The users and uses of false correlation

Correlation does not imply causation; if you really want to show that A causes B, you have to show why it does, find the actual mechanism, which is often somewhere between difficult and impossible.

Politics and the media use false correlations all the time and nobody seems to question this. I don’t know if the newspapers are not wanting to question too hard lest the politician not return for an interview, or the reporters simply don’t understand; in this increasingly polarised world I rather think that nobody cares.

A good example is the claim that Oxford University does not admit enough black students and therefore is racist. I don’t know the figures, but I, and particularly my partner, have worked with university dons and I simply cannot believe it; you never met a more liberal minded set of people genuinely trying to be fair to everyone. To me it seems much more probable that black students are more likely to come from a poorer area because their parents could not get such good jobs, and were therefore not so well educated.

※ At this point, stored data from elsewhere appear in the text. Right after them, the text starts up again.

use serde::{Deserialize, Serialize};
use std::fmt;
use uuid::Uuid;

/// Opaque user identifier assigned by the authentication provider.
#[derive(Debug, Serialize, Deserialize, Clone, Hash, Eq, PartialEq)]
#[serde(transparent)]
pub struct UserId(pub String);

impl UserId {
    pub fn random() -> Self {
        Self(Uuid::new_v4().to_string())
    }

    pub fn as_str(&self) -> &str {
        &self.0
    }
}

impl From<&str> for UserId {
    fn from(s: &str) -> Self {
        Self(s.to_owned())
    }
}

impl From<String> for UserId {
    fn from(s: String) -> Self {
        Self(s)
    }
}

impl fmt::Display for UserId {
    fn fmt(&self, f: &mut fmt::Formatter<'_>) -> fmt::Result {
        write!(f, "{}", self.0)
    }
}

/// Room identifier, also used as the URL path segment of the call page.
#[derive(Debug, Serialize, Deserialize, Clone, Hash, Eq, PartialEq)]
#[serde(transparent)]
pub struct RoomId(pub String);

impl RoomId {
    pub fn random() -> Self {
        Self(Uuid::new_v4().to_string())
    }

    pub fn as_str(&self) -> &str {
        &self.0
    }
}

impl From<&str> for RoomId {
    fn from(s: &str) -> Self {
        Self(s.to_owned())
    }
}

impl From<String> for RoomId {
    fn from(s: String) -> Self {
        Self(s)
    }
}

impl fmt::Display for RoomId {
    fn fmt(&self, f: &mut fmt::Formatter<'_>) -> fmt::Result {
        write!(f, "{}", self.0)
    }
}

#[derive(Debug, Serialize, Deserialize, Clone, Hash, Eq, PartialEq)]
#[serde(transparent)]
pub struct AppointmentId(pub String);

impl AppointmentId {
    pub fn random() -> Self {
        Self(Uuid::new_v4().to_string())
    }
}

impl From<&str> for AppointmentId {
    fn from(s: &str) -> Self {
        Self(s.to_owned())
    }
}

impl fmt::Display for AppointmentId {
    fn fmt(&self, f: &mut fmt::Formatter<'_>) -> fmt::Result {
        write!(f, "{}", self.0)
    }
}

This is a complex area, there are sociological, historical and cultural factors at work. My partner is from a working class (white) background and strongly discouraged by her parents from going to university because “people like us don’t go to university”. Her school said, outright, “we don’t send people to Oxbridge”. She was the first in her family to go to university and ended up with degrees in law, English, French, history and teaching having gone to both Oxford and Cambridge universities.

Statistically, by proportion of entrants for children leaving school with three A grade A-levels, Chinese come top, white in the middle and black near the bottom1. Quite how many factors are at work here is impossible to say, but you cannot call Oxford University racist because of a single correlation such as that.

This complexity is not new. In 19th century France, Sophie Germain worked on the theory of elasticity, and a lot of her work was incorporated into the design of the Eiffel Tower, yet her name is not one of those honoured by inclusion on the tower itself. That is primarily because she was a woman, but those who excluded her didn’t need to look far to find an excuse – her work was rather full of errors. Is this because as a woman she was unable to understand rigour? Of course not, it was because as a woman she never received the formal training in mathematics and had to teach herself.

Figure 1 – The names of the great and good men who designed the Eiffel Tower

This brings us on to the equality of opportunity vs. equality of outcome argument, essentially the same as positive discrimination. To cure Oxford university of their ‘racism’, should you:

  1. Bias Oxford’s intake (for example by setting quotas, i.e. positive discrimination) so that there are the same number of graduates between minorities2 with the same proportion of first class degrees etc. (equality of outcome)3, or
  2. Try to get all schools to ensure that the candidates achieve A-levels which are broadly comparable, irrespective of ethnicity (this is the same as the original problem, just pushed down an educational level), or
  3. Ensure that all suitable schoolchildren are encouraged to apply (equality of opportunity), or
  4. Find out why black schoolchildren get fewer good A-levels (ideal, but very complex and even slower to solve)?

I can see the arguments for positive discrimination, but I don’t think it works well. In Japan, women are allowed one day off per month for their feminine needs. It’s not a country that’s heavily bought in to the sexual equality paradigm, so men, wanting an excuse, regard them as unreliable because of this.

I also think those who benefit from positive discrimination will probably be less able to do the job than others, not through any lack of native ability or talent, but because in receiving the boost, they have by definition missed out on earlier education or training. Anyone looking for confirmatory bias (and there will be plenty) will certainly find it.

The last refuge of biased media is the phrase “is associated with”, implying causation without actually saying so. Coffins are associated with death – does that mean that coffins are hazardous for your health?

Notes and references

[1] https://www.ethnicity-facts-figures.service.gov.uk/education-skills-and-training/a-levels/draft-percentage-of-students-achieving-3-a-grades-or-better-at-a-level/latest

[2] And how many categories of minority are there? Skin colour, parental income, school, gender, sexuality … Inasmuch as we are all individual, this approach, taken to an extreme would have us all awarded the same degree and avoid the trouble of taking examinations.

[3] India does this to counter their caste system.